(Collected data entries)

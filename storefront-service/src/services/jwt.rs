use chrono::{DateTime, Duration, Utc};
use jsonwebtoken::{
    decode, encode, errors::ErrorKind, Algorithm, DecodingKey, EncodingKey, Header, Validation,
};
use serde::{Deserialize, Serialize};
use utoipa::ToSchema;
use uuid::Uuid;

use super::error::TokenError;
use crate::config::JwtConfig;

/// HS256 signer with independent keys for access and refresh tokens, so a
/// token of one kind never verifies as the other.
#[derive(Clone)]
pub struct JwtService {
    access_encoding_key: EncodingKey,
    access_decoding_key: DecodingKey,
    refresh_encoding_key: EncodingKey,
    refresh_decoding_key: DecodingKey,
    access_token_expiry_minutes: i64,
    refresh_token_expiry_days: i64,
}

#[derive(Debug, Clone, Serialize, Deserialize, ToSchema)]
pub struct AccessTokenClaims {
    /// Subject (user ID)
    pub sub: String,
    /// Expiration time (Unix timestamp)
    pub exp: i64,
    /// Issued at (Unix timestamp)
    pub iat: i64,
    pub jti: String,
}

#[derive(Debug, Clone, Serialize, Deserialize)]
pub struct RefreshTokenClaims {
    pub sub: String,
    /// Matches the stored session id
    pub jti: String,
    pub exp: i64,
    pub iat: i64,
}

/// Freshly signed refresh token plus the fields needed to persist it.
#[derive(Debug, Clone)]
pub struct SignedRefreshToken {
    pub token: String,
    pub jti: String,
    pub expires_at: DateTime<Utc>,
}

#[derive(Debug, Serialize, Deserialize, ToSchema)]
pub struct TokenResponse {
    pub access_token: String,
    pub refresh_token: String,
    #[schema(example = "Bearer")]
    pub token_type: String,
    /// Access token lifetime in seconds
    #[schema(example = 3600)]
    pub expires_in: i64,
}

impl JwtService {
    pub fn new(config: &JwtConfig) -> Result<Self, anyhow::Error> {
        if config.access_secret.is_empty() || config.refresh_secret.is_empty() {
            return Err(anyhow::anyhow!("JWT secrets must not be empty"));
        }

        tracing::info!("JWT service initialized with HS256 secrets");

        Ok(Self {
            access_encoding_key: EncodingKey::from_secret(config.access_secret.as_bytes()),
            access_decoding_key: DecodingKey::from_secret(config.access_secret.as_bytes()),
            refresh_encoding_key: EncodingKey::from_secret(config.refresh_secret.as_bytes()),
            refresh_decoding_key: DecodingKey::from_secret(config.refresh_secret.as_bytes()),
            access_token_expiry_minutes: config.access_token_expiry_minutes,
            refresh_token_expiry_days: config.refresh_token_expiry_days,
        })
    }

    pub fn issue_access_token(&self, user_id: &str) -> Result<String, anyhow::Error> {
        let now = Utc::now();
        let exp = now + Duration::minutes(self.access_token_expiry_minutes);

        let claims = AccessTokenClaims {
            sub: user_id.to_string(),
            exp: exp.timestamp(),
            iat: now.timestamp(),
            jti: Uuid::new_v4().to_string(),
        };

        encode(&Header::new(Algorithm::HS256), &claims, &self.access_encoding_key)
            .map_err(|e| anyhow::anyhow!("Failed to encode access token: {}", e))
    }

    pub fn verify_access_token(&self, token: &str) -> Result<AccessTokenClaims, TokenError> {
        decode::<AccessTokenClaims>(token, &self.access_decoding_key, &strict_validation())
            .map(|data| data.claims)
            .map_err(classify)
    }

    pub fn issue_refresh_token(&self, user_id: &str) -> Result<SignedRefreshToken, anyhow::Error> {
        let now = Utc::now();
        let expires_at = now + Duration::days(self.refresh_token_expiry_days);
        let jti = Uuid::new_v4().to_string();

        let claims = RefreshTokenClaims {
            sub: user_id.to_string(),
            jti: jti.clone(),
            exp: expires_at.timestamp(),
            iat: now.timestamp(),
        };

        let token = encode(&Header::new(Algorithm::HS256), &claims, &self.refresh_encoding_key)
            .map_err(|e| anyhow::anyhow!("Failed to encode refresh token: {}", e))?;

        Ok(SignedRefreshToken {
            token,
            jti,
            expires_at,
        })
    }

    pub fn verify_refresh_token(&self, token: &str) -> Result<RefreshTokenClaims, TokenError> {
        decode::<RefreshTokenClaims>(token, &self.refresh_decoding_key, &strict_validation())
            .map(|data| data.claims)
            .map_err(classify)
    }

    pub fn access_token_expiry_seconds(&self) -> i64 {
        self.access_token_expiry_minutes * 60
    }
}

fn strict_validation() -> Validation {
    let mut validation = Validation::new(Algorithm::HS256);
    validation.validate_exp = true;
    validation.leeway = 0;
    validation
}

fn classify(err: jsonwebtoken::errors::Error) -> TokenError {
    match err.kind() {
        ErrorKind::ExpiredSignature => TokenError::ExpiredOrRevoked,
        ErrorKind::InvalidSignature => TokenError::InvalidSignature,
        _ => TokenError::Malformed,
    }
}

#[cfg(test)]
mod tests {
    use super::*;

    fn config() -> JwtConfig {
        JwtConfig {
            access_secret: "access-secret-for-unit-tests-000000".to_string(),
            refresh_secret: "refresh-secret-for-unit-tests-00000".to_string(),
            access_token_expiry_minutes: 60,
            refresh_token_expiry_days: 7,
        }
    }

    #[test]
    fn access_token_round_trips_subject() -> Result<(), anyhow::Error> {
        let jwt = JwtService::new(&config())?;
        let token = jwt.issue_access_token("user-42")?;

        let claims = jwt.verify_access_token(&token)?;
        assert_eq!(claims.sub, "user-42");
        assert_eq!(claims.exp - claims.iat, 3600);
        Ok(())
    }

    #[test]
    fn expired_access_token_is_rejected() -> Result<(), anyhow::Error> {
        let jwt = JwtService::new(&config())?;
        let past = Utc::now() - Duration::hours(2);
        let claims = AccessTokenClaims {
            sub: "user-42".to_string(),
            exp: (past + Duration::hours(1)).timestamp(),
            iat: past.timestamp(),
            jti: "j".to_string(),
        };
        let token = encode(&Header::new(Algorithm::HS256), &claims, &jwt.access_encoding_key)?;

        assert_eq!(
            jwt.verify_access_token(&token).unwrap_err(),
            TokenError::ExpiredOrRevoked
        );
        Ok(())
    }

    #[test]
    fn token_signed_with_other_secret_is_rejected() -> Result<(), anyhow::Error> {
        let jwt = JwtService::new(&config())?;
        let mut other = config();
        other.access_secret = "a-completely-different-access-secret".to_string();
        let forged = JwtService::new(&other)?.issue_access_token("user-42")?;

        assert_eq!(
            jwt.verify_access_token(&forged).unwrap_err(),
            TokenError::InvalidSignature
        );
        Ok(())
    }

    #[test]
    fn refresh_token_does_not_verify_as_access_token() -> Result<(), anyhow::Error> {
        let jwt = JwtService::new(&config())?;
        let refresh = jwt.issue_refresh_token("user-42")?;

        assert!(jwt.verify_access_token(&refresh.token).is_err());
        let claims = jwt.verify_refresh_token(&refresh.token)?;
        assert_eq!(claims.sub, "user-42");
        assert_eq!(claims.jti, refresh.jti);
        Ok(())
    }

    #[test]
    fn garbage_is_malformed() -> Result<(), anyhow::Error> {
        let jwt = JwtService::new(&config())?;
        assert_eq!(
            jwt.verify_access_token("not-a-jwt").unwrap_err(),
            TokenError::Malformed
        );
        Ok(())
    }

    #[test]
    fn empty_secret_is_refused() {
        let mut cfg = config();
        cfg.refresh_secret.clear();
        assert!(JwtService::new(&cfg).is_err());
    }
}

WHAT IS EXPECTED.
Within the data above, filter for lines containing the word "ErrorKind" and copy each one.

SOLUTION TO THIS EXERCISE.
    decode, encode, errors::ErrorKind, Algorithm, DecodingKey, EncodingKey, Header, Validation,
        ErrorKind::ExpiredSignature => TokenError::ExpiredOrRevoked,
        ErrorKind::InvalidSignature => TokenError::InvalidSignature,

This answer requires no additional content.